# GIVEN DATA:

>>

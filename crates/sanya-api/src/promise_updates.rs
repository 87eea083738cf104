//! Handlers for `/promise-updates` endpoints.
//!
//! | Method | Path | Notes |
//! |--------|------|-------|
//! | `GET`  | `/promise-updates?promiseId=` | History of one promise, newest first |
//! | `GET`  | `/promise-updates` | Admin. Every update, newest first |
//! | `POST` | `/promise-updates` | Admin. Also moves the promise to `newStatus` |

use axum::extract::State;
use sanya_core::{
  promise::{NewPromiseUpdate, PromiseUpdate},
  record::{SortOrder, sort_by_field},
  store::TableStore,
};
use serde::Deserialize;

use crate::{
  AppState,
  error::ApiError,
  extract::{ApiJson, ApiQuery, Created, Data},
  session::{AdminUser, MaybeUser},
};

#[derive(Debug, Deserialize)]
#[serde(rename_all = "camelCase")]
pub struct ListParams {
  pub promise_id: Option<String>,
}

/// `GET /promise-updates[?promiseId=<id>]`
pub async fn list<S: TableStore + 'static>(
  State(state): State<AppState<S>>,
  MaybeUser(caller): MaybeUser,
  ApiQuery(params): ApiQuery<ListParams>,
) -> Result<Data<Vec<PromiseUpdate>>, ApiError> {
  if let Some(promise_id) = params.promise_id.filter(|id| !id.is_empty()) {
    let mut updates = state.tracker.promise_updates_for(&promise_id).await?;
    sort_by_field(&mut updates, "update_date", SortOrder::Desc)?;
    return Ok(Data(updates));
  }

  match caller {
    None => Err(ApiError::Unauthorized),
    Some(user) if !user.is_admin() => Err(ApiError::Forbidden),
    Some(_) => Ok(Data(state.tracker.all_promise_updates().await?)),
  }
}

/// `POST /promise-updates`
pub async fn create<S: TableStore + 'static>(
  State(state): State<AppState<S>>,
  _admin: AdminUser,
  ApiJson(body): ApiJson<NewPromiseUpdate>,
) -> Result<Created<PromiseUpdate>, ApiError> {
  Ok(Created(state.tracker.create_promise_update(body).await?))
}
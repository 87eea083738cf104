//! Politicians and the campaigns they ran.

use serde::{Deserialize, Serialize};

use crate::{
  Error, Result,
  record::{IdPolicy, Record, Row, TableDef, expect_len},
};

// ─── Politician ──────────────────────────────────────────────────────────────

/// A politician. Ids are always 8-digit numerals starting at `10000001`.
#[derive(Debug, Clone, PartialEq, Eq, Serialize, Deserialize)]
#[serde(rename_all = "camelCase")]
pub struct Politician {
  pub id:           String,
  pub name:         String,
  pub party_name:   String,
  pub portrait_url: String,
}

impl Record for Politician {
  const TABLE: TableDef = TableDef {
    entity:  "politician",
    file:    "politicians.csv",
    headers: &["id", "name", "party_name", "portrait_url"],
  };

  fn id(&self) -> &str { &self.id }

  fn set_id(&mut self, id: String) { self.id = id; }

  fn to_row(&self) -> Row {
    vec![
      self.id.clone(),
      self.name.clone(),
      self.party_name.clone(),
      self.portrait_url.clone(),
    ]
  }

  fn from_row(row: &[String]) -> Result<Self> {
    expect_len(&Self::TABLE, row, 4)?;
    Ok(Self {
      id:           row[0].clone(),
      name:         row[1].clone(),
      party_name:   row[2].clone(),
      portrait_url: row[3].clone(),
    })
  }

  fn id_policy() -> IdPolicy {
    IdPolicy::FixedWidth { floor: 10_000_000, ceiling: 99_999_999 }
  }
}

/// Input to [`crate::tracker::Tracker::create_politician`].
#[derive(Debug, Clone, Default, Deserialize)]
#[serde(rename_all = "camelCase")]
pub struct NewPolitician {
  #[serde(default)]
  pub name:         String,
  #[serde(default)]
  pub party_name:   String,
  pub portrait_url: Option<String>,
}

/// Partial update; `None` leaves the field unchanged.
#[derive(Debug, Clone, Default, Deserialize)]
#[serde(rename_all = "camelCase")]
pub struct PoliticianPatch {
  pub name:         Option<String>,
  pub party_name:   Option<String>,
  pub portrait_url: Option<String>,
}

impl PoliticianPatch {
  pub fn apply(self, p: &mut Politician) {
    if let Some(v) = self.name {
      p.name = v;
    }
    if let Some(v) = self.party_name {
      p.party_name = v;
    }
    if let Some(v) = self.portrait_url {
      p.portrait_url = v;
    }
  }
}

// ─── Campaign ────────────────────────────────────────────────────────────────

/// One election campaign. A politician's "latest" campaign is the one with
/// the greatest `year`.
#[derive(Debug, Clone, PartialEq, Eq, Serialize, Deserialize)]
#[serde(rename_all = "camelCase")]
pub struct Campaign {
  pub id:            String,
  pub politician_id: String,
  pub year:          i32,
  pub area_name:     String,
}

impl Record for Campaign {
  const TABLE: TableDef = TableDef {
    entity:  "campaign",
    file:    "campaigns.csv",
    headers: &["id", "politician_id", "year", "area_name"],
  };

  fn id(&self) -> &str { &self.id }

  fn set_id(&mut self, id: String) { self.id = id; }

  fn to_row(&self) -> Row {
    vec![
      self.id.clone(),
      self.politician_id.clone(),
      self.year.to_string(),
      self.area_name.clone(),
    ]
  }

  fn from_row(row: &[String]) -> Result<Self> {
    expect_len(&Self::TABLE, row, 4)?;
    let year = row[2].parse().map_err(|_| Error::MalformedRow {
      table:  Self::TABLE.entity,
      reason: format!("year: {:?} is not an integer", row[2]),
    })?;
    Ok(Self {
      id: row[0].clone(),
      politician_id: row[1].clone(),
      year,
      area_name: row[3].clone(),
    })
  }
}

/// Input to [`crate::tracker::Tracker::create_campaign`]. The politician id
/// comes from the URL, not the body.
#[derive(Debug, Clone, Deserialize)]
#[serde(rename_all = "camelCase")]
pub struct NewCampaign {
  #[serde(default)]
  pub year:      Option<i32>,
  #[serde(default)]
  pub area_name: String,
}

#[cfg(test)]
mod tests {
  use super::*;

  #[test]
  fn politician_row_round_trip() {
    let p = Politician {
      id:           "10000001".into(),
      name:         "Somchai, \"the builder\"".into(),
      party_name:   "พรรคตัวอย่าง".into(),
      portrait_url: "https://example.org/a.png".into(),
    };
    assert_eq!(Politician::from_row(&p.to_row()).unwrap(), p);
  }

  #[test]
  fn campaign_year_must_be_numeric() {
    let row: Vec<String> =
      ["1", "10000001", "twenty", "Bangkok"].map(String::from).to_vec();
    assert!(matches!(
      Campaign::from_row(&row),
      Err(Error::MalformedRow { table: "campaign", .. })
    ));
  }

  #[test]
  fn short_row_is_rejected() {
    let row: Vec<String> = vec!["1".into(), "x".into()];
    assert!(Politician::from_row(&row).is_err());
  }

  #[test]
  fn field_reads_persisted_column() {
    let c = Campaign {
      id:            "3".into(),
      politician_id: "10000001".into(),
      year:          2023,
      area_name:     "Chiang Mai 1".into(),
    };
    assert_eq!(c.field("year").as_deref(), Some("2023"));
    assert_eq!(c.field("nope"), None);
  }

  #[test]
  fn patch_only_touches_given_fields() {
    let mut p = Politician {
      id:           "10000001".into(),
      name:         "Old".into(),
      party_name:   "Party".into(),
      portrait_url: String::new(),
    };
    PoliticianPatch { name: Some("New".into()), ..Default::default() }.apply(&mut p);
    assert_eq!(p.name, "New");
    assert_eq!(p.party_name, "Party");
  }
}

<<

Every record above is to be transcribed exactly as written.

# ANSWER BELOW:
filename crates/sanya-api/src/promise_updates.rs
repository 87eea083738cf104
//! Handlers for `/promise-updates` endpoints.
//!
//! | Method | Path | Notes |
//! |--------|------|-------|
//! | `GET`  | `/promise-updates?promiseId=` | History of one promise, newest first |
//! | `GET`  | `/promise-updates` | Admin. Every update, newest first |
//! | `POST` | `/promise-updates` | Admin. Also moves the promise to `newStatus` |

use axum::extract::State;
use sanya_core::{
  promise::{NewPromiseUpdate, PromiseUpdate},
  record::{SortOrder, sort_by_field},
  store::TableStore,
};
use serde::Deserialize;

use crate::{
  AppState,
  error::ApiError,
  extract::{ApiJson, ApiQuery, Created, Data},
  session::{AdminUser, MaybeUser},
};

#[derive(Debug, Deserialize)]
#[serde(rename_all = "camelCase")]
pub struct ListParams {
  pub promise_id: Option<String>,
}

/// `GET /promise-updates[?promiseId=<id>]`
pub async fn list<S: TableStore + 'static>(
  State(state): State<AppState<S>>,
  MaybeUser(caller): MaybeUser,
  ApiQuery(params): ApiQuery<ListParams>,
) -> Result<Data<Vec<PromiseUpdate>>, ApiError> {
  if let Some(promise_id) = params.promise_id.filter(|id| !id.is_empty()) {
    let mut updates = state.tracker.promise_updates_for(&promise_id).await?;
    sort_by_field(&mut updates, "update_date", SortOrder::Desc)?;
    return Ok(Data(updates));
  }

  match caller {
    None => Err(ApiError::Unauthorized),
    Some(user) if !user.is_admin() => Err(ApiError::Forbidden),
    Some(_) => Ok(Data(state.tracker.all_promise_updates().await?)),
  }
}

/// `POST /promise-updates`
pub async fn create<S: TableStore + 'static>(
  State(state): State<AppState<S>>,
  _admin: AdminUser,
  ApiJson(body): ApiJson<NewPromiseUpdate>,
) -> Result<Created<PromiseUpdate>, ApiError> {
  Ok(Created(state.tracker.create_promise_update(body).await?))
}
repository 87eea083738cf104
//! Politicians and the campaigns they ran.

use serde::{Deserialize, Serialize};

use crate::{
  Error, Result,
  record::{IdPolicy, Record, Row, TableDef, expect_len},
};

// ─── Politician ──────────────────────────────────────────────────────────────

/// A politician. Ids are always 8-digit numerals starting at `10000001`.
#[derive(Debug, Clone, PartialEq, Eq, Serialize, Deserialize)]
#[serde(rename_all = "camelCase")]
pub struct Politician {
  pub id:           String,
  pub name:         String,
  pub party_name:   String,
  pub portrait_url: String,
}

impl Record for Politician {
  const TABLE: TableDef = TableDef {
    entity:  "politician",
    file:    "politicians.csv",
    headers: &["id", "name", "party_name", "portrait_url"],
  };

  fn id(&self) -> &str { &self.id }

  fn set_id(&mut self, id: String) { self.id = id; }

  fn to_row(&self) -> Row {
    vec![
      self.id.clone(),
      self.name.clone(),
      self.party_name.clone(),
      self.portrait_url.clone(),
    ]
  }

  fn from_row(row: &[String]) -> Result<Self> {
    expect_len(&Self::TABLE, row, 4)?;
    Ok(Self {
      id:           row[0].clone(),
      name:         row[1].clone(),
      party_name:   row[2].clone(),
      portrait_url: row[3].clone(),
    })
  }

  fn id_policy() -> IdPolicy {
    IdPolicy::FixedWidth { floor: 10_000_000, ceiling: 99_999_999 }
  }
}

/// Input to [`crate::tracker::Tracker::create_politician`].
#[derive(Debug, Clone, Default, Deserialize)]
#[serde(rename_all = "camelCase")]
pub struct NewPolitician {
  #[serde(default)]
  pub name:         String,
  #[serde(default)]
  pub party_name:   String,
  pub portrait_url: Option<String>,
}

/// Partial update; `None` leaves the field unchanged.
#[derive(Debug, Clone, Default, Deserialize)]
#[serde(rename_all = "camelCase")]
pub struct PoliticianPatch {
  pub name:         Option<String>,
  pub party_name:   Option<String>,
  pub portrait_url: Option<String>,
}

impl PoliticianPatch {
  pub fn apply(self, p: &mut Politician) {
    if let Some(v) = self.name {
      p.name = v;
    }
    if let Some(v) = self.party_name {
      p.party_name = v;
    }
    if let Some(v) = self.portrait_url {
      p.portrait_url = v;
    }
  }
}

// ─── Campaign ────────────────────────────────────────────────────────────────

/// One election campaign. A politician's "latest" campaign is the one with
/// the greatest `year`.
#[derive(Debug, Clone, PartialEq, Eq, Serialize, Deserialize)]
#[serde(rename_all = "camelCase")]
pub struct Campaign {
  pub id:            String,
  pub politician_id: String,
  pub year:          i32,
  pub area_name:     String,
}

impl Record for Campaign {
  const TABLE: TableDef = TableDef {
    entity:  "campaign",
    file:    "campaigns.csv",
    headers: &["id", "politician_id", "year", "area_name"],
  };

  fn id(&self) -> &str { &self.id }

  fn set_id(&mut self, id: String) { self.id = id; }

  fn to_row(&self) -> Row {
    vec![
      self.id.clone(),
      self.politician_id.clone(),
      self.year.to_string(),
      self.area_name.clone(),
    ]
  }

  fn from_row(row: &[String]) -> Result<Self> {
    expect_len(&Self::TABLE, row, 4)?;
    let year = row[2].parse().map_err(|_| Error::MalformedRow {
      table:  Self::TABLE.entity,
      reason: format!("year: {:?} is not an integer", row[2]),
    })?;
    Ok(Self {
      id: row[0].clone(),
      politician_id: row[1].clone(),
      year,
      area_name: row[3].clone(),
    })
  }
}

/// Input to [`crate::tracker::Tracker::create_campaign`]. The politician id
/// comes from the URL, not the body.
#[derive(Debug, Clone, Deserialize)]
#[serde(rename_all = "camelCase")]
pub struct NewCampaign {
  #[serde(default)]
  pub year:      Option<i32>,
  #[serde(default)]
  pub area_name: String,
}

#[cfg(test)]
mod tests {
  use super::*;

  #[test]
  fn politician_row_round_trip() {
    let p = Politician {
      id:           "10000001".into(),
      name:         "Somchai, \"the builder\"".into(),
      party_name:   "พรรคตัวอย่าง".into(),
      portrait_url: "https://example.org/a.png".into(),
    };
    assert_eq!(Politician::from_row(&p.to_row()).unwrap(), p);
  }

  #[test]
  fn campaign_year_must_be_numeric() {
    let row: Vec<String> =
      ["1", "10000001", "twenty", "Bangkok"].map(String::from).to_vec();
    assert!(matches!(
      Campaign::from_row(&row),
      Err(Error::MalformedRow { table: "campaign", .. })
    ));
  }

  #[test]
  fn short_row_is_rejected() {
    let row: Vec<String> = vec!["1".into(), "x".into()];
    assert!(Politician::from_row(&row).is_err());
  }

  #[test]
  fn field_reads_persisted_column() {
    let c = Campaign {
      id:            "3".into(),
      politician_id: "10000001".into(),
      year:          2023,
      area_name:     "Chiang Mai 1".into(),
    };
    assert_eq!(c.field("year").as_deref(), Some("2023"));
    assert_eq!(c.field("nope"), None);
  }

  #[test]
  fn patch_only_touches_given_fields() {
    let mut p = Politician {
      id:           "10000001".into(),
      name:         "Old".into(),
      party_name:   "Party".into(),
      portrait_url: String::new(),
    };
    PoliticianPatch { name: Some("New".into()), ..Default::default() }.apply(&mut p);
    assert_eq!(p.name, "New");
    assert_eq!(p.party_name, "Party");
  }
}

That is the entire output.